Should I expose someone who is cheating
I have a dilemma that I don’t know how to handle. I have recently found out that my sister’s husband is having an affair and that it has been going on for almost a year.
I don’t know if I should tell her or not. I want to tell her because she has a right to know and I feel like I am lying to her by not telling her.
I am afraid to tell her because we have recently lost our parents and our brother. Now, the only family she has left is me and her husband. She will be totally devastated to find out and I don’t want to hurt her, but knowing about it is giving me anxiety attacks.
What do I do???
Many people face this dilemma because the spouse is typically the last to know.
And there are several things to consider when trying to make such an important decision.
Should I be the one to expose the affair?
What is your intention?
When trying to decide if you should be the person to reveal an affair, it helps to explore your own motives, because your motives will be questioned. Is your desire to tell driven by your concern for your sister? Sometimes, people have less than noble reasons for “telling the truth.” In fact, one of the most effective ways to hurt someone is by telling them the truth (see truth hurts). Although it can be uncomfortable to consider—is it possible that you have a hidden motive? Are you trying to hurt your sister, punish her husband, or settle some other score? Again, it helps to spend some time thinking about your motives, because they will be questioned by most people. And if your intent is driven by anything, but your concern for your sister, telling the truth will only make a bad situation worse.
Are you ready to be attacked?
If you decide to expose your sister’s husband, are you ready to deal with the consequences? Typically, the only thing worse than a cheating spouse is someone who exposes a cheating spouse. Infidelity and affairs are very common (see stats about infidelity). And it is almost impossible to have an affair without someone knowing about it. But, most people keep quiet about it. When it comes to infidelity, most people believe that the best course of action is to “mind your own business.” And if you cross that line, rather than being seeing as a hero of the truth, you might be seen as a troublemaker (even by your own sister). In all likelihood, if you decide to tell, there will be a real social cost. So, if you do get involved and decide to expose the affair, you can expect to be isolated, punished, and attacked. Simply put, while people say they want to know the truth, they also tend to attack people who expose the truth.
Do you think that she might already know?
It also helps to consider the possibility that she already knows. Do you think there is a chance that she is aware of the affair and is struggling to cope with it on her own? If she knows about the affair and she is embarrassed or ashamed, telling her could cause more problems than good. When people are struggling with an issue and there is shame associated with it, exposing the issue can cause a setback. For instance, if you suspect that someone is struggling with any issue (e.g., drug abuse, homosexuality, etc.,), pointing it out does not help. Sometimes people are aware of the problem, but not ready to deal with it. In such circumstances, it is often counterproductive to force people to deal with problems they are not ready to face.
Have you thought about how you are going to do it?

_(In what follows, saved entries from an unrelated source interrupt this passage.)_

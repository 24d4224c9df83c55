// SPDX-License-Identifier: Apache-2.0
// Copyright 2025 Au-Zone Technologies

//! Typed publish-subscribe signals.
//!
//! Components expose notifications as [`Signal`] (one argument) or
//! [`Signal2`] (two arguments) members. Slots connect with a closure and
//! receive a [`Connection`] token for later disconnection. Emission is a
//! synchronous fan-out on the emitting thread; receivers that live on
//! another thread synchronize through their own state, the framework only
//! emits from the thread driving the event dispatcher.

use std::sync::atomic::{AtomicU64, Ordering};
use std::sync::{Arc, Mutex};

/// Token identifying a slot connection, used to disconnect it.
#[derive(Debug, Clone, Copy, PartialEq, Eq)]
pub struct Connection(u64);

static NEXT_CONNECTION: AtomicU64 = AtomicU64::new(1);

fn next_connection() -> Connection {
    Connection(NEXT_CONNECTION.fetch_add(1, Ordering::Relaxed))
}

/// A one-argument signal.
///
/// Slots are invoked in connection order. A slot may connect or disconnect
/// slots of the same signal from within its body; the change takes effect on
/// the next emission.
pub struct Signal<T> {
    slots: Mutex<Vec<(Connection, Arc<dyn Fn(&T) + Send + Sync>)>>,
}

impl<T> Signal<T> {
    pub fn new() -> Signal<T> {
        Signal { slots: Mutex::new(Vec::new()) }
    }

    pub fn connect<F>(&self, slot: F) -> Connection
    where
        F: Fn(&T) + Send + Sync + 'static,
    {
        let conn = next_connection();
        self.slots.lock().unwrap().push((conn, Arc::new(slot)));
        conn
    }

    pub fn disconnect(&self, conn: Connection) {
        self.slots.lock().unwrap().retain(|(c, _)| *c != conn);
    }

    pub fn emit(&self, arg: &T) {
        // Snapshot the slot list so slots can reconnect without deadlocking.
        let slots: Vec<_> =
            self.slots.lock().unwrap().iter().map(|(_, s)| s.clone()).collect();
        for slot in slots {
            slot(arg);
        }
    }
}

impl<T> Default for Signal<T> {
    fn default() -> Signal<T> {
        Signal::new()
    }
}

/// A two-argument signal.
pub struct Signal2<A, B> {
    slots: Mutex<Vec<(Connection, Arc<dyn Fn(&A, &B) + Send + Sync>)>>,
}

impl<A, B> Signal2<A, B> {
    pub fn new() -> Signal2<A, B> {
        Signal2 { slots: Mutex::new(Vec::new()) }
    }

    pub fn connect<F>(&self, slot: F) -> Connection
    where
        F: Fn(&A, &B) + Send + Sync + 'static,
    {
        let conn = next_connection();
        self.slots.lock().unwrap().push((conn, Arc::new(slot)));
        conn
    }

    pub fn disconnect(&self, conn: Connection) {
        self.slots.lock().unwrap().retain(|(c, _)| *c != conn);
    }

    pub fn emit(&self, a: &A, b: &B) {
        let slots: Vec<_> =
            self.slots.lock().unwrap().iter().map(|(_, s)| s.clone()).collect();
        for slot in slots {
            slot(a, b);
        }
    }
}

impl<A, B> Default for Signal2<A, B> {
    fn default() -> Signal2<A, B> {
        Signal2::new()
    }
}

#[cfg(test)]
mod tests {
    use super::*;
    use std::sync::atomic::{AtomicUsize, Ordering};

    #[test]
    fn test_emit_fans_out() {
        let signal = Signal::<u32>::new();
        let count = Arc::new(AtomicUsize::new(0));

        for _ in 0..3 {
            let count = count.clone();
            signal.connect(move |v: &u32| {
                count.fetch_add(*v as usize, Ordering::SeqCst);
            });
        }

        signal.emit(&2);
        assert_eq!(count.load(Ordering::SeqCst), 6);
    }

    #[test]
    fn test_disconnect() {
        let signal = Signal::<()>::new();
        let count = Arc::new(AtomicUsize::new(0));

        let count2 = count.clone();
        let conn = signal.connect(move |_| {
            count2.fetch_add(1, Ordering::SeqCst);
        });

        signal.emit(&());
        signal.disconnect(conn);
        signal.emit(&());
        assert_eq!(count.load(Ordering::SeqCst), 1);
    }

    #[test]
    fn test_reentrant_connect() {
        let signal = Arc::new(Signal::<()>::new());
        let count = Arc::new(AtomicUsize::new(0));

        let inner_signal = signal.clone();
        let inner_count = count.clone();
        signal.connect(move |_| {
            let count = inner_count.clone();
            inner_signal.connect(move |_| {
                count.fetch_add(1, Ordering::SeqCst);
            });
        });

        // First emission installs a new slot, second runs it.
        signal.emit(&());
        assert_eq!(count.load(Ordering::SeqCst), 0);
        signal.emit(&());
        assert_eq!(count.load(Ordering::SeqCst), 1);
    }

    #[test]
    fn test_signal2() {
        let signal = Signal2::<u32, u32>::new();
        let sum = Arc::new(AtomicUsize::new(0));

        let sum2 = sum.clone();
        signal.connect(move |a: &u32, b: &u32| {
            sum2.fetch_add((*a + *b) as usize, Ordering::SeqCst);
        });

        signal.emit(&3, &4);
        assert_eq!(sum.load(Ordering::SeqCst), 7);
    }
}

Telling your sister, face-to-face, is an honest and straightforward way to handle the problem. But, as mentioned, doing so may make life difficult for a lot of people, including yourself. So, another option to consider is by telling your sister anonymously (setting up a free e-mail account is a very easy way to do this). But, if you choose this path, be sure to give enough details so that the message seems credible without revealing your identity in the process. This option, however, is not without its problems. It will create more confusion, uncertainty and stress for your sister as she tries to figure out not only if the message is true, but who sent it as well.
Anyway, these situations are always complicated. And it can be very difficult to know what is the best thing to do. We wish you the best of luck.